White Labs beertenders offer flights by style, with four riffs on the same beer. The only distinguishing variable, yeast, which generates differences in flavor and mouth-feel. According to the menu, “Each flight contains one batch of beer for that style that was separated at fermentation and pitched with different yeast strains. Our tasting room provides the unique opportunity to taste the multiple flavor compounds yeast provides to the beer. Each beer is available as a pint or a 4 ounce taster.” Options include Hansen Hefeweizen, Buchner Pale, Pasteur Porter, Tabberer IPA, De Clerck Dubbel, or my selection, Leeuwenhoek Saison. FYI: Anton van Leeuwenhoek was a 17th Century Dutch scientist who developed a precursor to the microscope and discovered things like bacteria and protozoa.
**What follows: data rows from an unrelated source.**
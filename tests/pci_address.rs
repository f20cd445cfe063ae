//! S1 and invariant 1: PCI address parse/format round-trip.

use ixy_rs::PciAddress;
use proptest::prelude::*;

#[test]
fn s1_parses_address_without_domain_and_formats_with_one() {
    let addr = PciAddress::parse("0000:00:15.0").unwrap();
    assert_eq!(addr.domain, 0);
    assert_eq!(addr.bus, 0);
    assert_eq!(addr.device, 0x15);
    assert_eq!(addr.function, 0);
    assert_eq!(addr.to_string(), "0000:00:15.0");
}

#[test]
fn s1_rejects_malformed_address() {
    assert!(PciAddress::parse("00ff:ff:33:3").is_err());
}

proptest! {
    #[test]
    fn invariant1_parse_format_round_trips(
        domain in 0u16..=0xFFFF,
        bus in 0u8..=0xFF,
        device in 0u8..(1 << 5),
        function in 0u8..(1 << 3),
    ) {
        let s = format!("{domain:04x}:{bus:02x}:{device:02x}.{function:01x}");
        let parsed = PciAddress::parse(&s).unwrap();
        let reformatted = parsed.to_string();
        let reparsed = PciAddress::parse(&reformatted).unwrap();
        prop_assert_eq!(parsed, reparsed);
    }
}
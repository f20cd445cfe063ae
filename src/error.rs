//! Error taxonomy for the driver core.
//!
//! Mirrors the four failure classes the design distinguishes: a
//! misconfiguration caught before any hardware is touched, a device that
//! misbehaves but can sometimes be worked around, exhaustion of a bounded
//! resource on the hot path, and a failed syscall against sysfs/mmap.

#[derive(Debug, thiserror::Error)]
pub enum IxyError {
    /// Invalid PCI address, unsupported vendor, bad queue/ring sizing.
    /// Always fatal to initialization.
    #[error("configuration fault: {0}")]
    ConfigurationFault(String),

    /// A device-level condition such as an unexpected descriptor flag or a
    /// virtio status failure. Most call sites log this and continue rather
    /// than propagate it; init-time device faults are fatal.
    #[error("device fault: {0}")]
    DeviceFault(String),

    /// A bounded resource (packet pool, descriptor ring) ran out. On
    /// `rx_batch` this is fatal for the batch; on `tx_batch` it is not an
    /// error at all — it is reported as a short count.
    #[error("resource exhausted: {0}")]
    ResourceExhaustion(String),

    /// mmap/open/read/write/ioctl failed against a sysfs or hugetlbfs path.
    #[error("I/O fault: {0}")]
    IoFault(#[from] std::io::Error),
}

pub type Result<T> = std::result::Result<T, IxyError>;
/// Reclaims whole `TX_CLEAN_BATCH`-sized runs of descriptors hardware has
/// finished with. Reclaims all-or-nothing per batch: a minor stranding
/// cost, acceptable per the design notes, in exchange for a cheap check.
fn clean_tx_queue(queue: &mut IxgbeTxQueue) {
    loop {
        let mut inflight = queue.tx_index as i64 - queue.clean_index as i64;
        if inflight < 0 {
            inflight += queue.num_descriptors as i64;
        }
        if inflight < TX_CLEAN_BATCH as i64 {
            break;
        }

        let mut probe = queue.clean_index + TX_CLEAN_BATCH - 1;
        if probe >= queue.num_descriptors {
            probe -= queue.num_descriptors;
        }

        if !queue.descriptor(probe).dd() {
            break;
        }

        let mut idx = queue.clean_index;
        for _ in 0..TX_CLEAN_BATCH {
            if let Some(buf) = queue.bufs_in_use[idx].take() {
                free_to_home_pool(buf);
            }
            idx = wrap_ring(idx, queue.num_descriptors);
        }
        queue.clean_index = idx;
    }
}

#[cfg(test)]
mod tests {
    use super::*;

    fn fake_tx_queue(num_descriptors: usize) -> IxgbeTxQueue {
        let ring_bytes = num_descriptors * DESCRIPTOR_SIZE;
        let ring: Dma<u8> = Dma::allocate(ring_bytes, true).unwrap();
        IxgbeTxQueue {
            ring,
            num_descriptors,
            bufs_in_use: (0..num_descriptors).map(|_| None).collect(),
            clean_index: 0,
            tx_index: 6,
        }
    }

    #[test]
    fn wrap_ring_matches_mask_formula() {
        for n in [2usize, 8, 256, 4096] {
            for i in 0..n {
                assert_eq!(wrap_ring(i, n), (i + 1) & (n - 1));
            }
        }
    }

    #[test]
    fn tx_enqueue_stops_one_short_of_colliding_with_clean() {
        // S5: N=8, clean=0, next_to_use=6; submitting 4 buffers accepts 1.
        let mut queue = fake_tx_queue(8);
        let mut cur_index = queue.tx_index;
        let mut accepted = 0;
        for _ in 0..4 {
            let next_index = wrap_ring(cur_index, queue.num_descriptors);
            if next_index == queue.clean_index {
                break;
            }
            cur_index = next_index;
            accepted += 1;
        }
        assert_eq!(accepted, 1);
        assert_eq!(cur_index, 7);
    }
}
Their tasting flight, which cost $6, showcased the sessionable saison in four iterations ranging from 5.4 – 5.8% ABV and 30-34 IBUs. The line-up consisted of WLP566 Belgian Saison II Yeast, WLP568 Belgian Style Saison Ale Yeast Blend, WLP670 American Farmhouse Yeast Blend and WLP644/645 Brettanomyces Bruxellensis Trois & Brettanomyces Clausenii Yeast Blend. Sipping subtly spicy saison was an enjoyable experience, just sitting at the bar and watching the Georgia Bulldogs play the Clemson Tigers on the opening weekend of the 2014 college football season. However, if you’d like to dig deeper, which would be useful for brewers, it’s possible to perform a nuanced study of each yeast’s key characteristics, and figure out exactly how your favorite yeast might accentuate your own brew.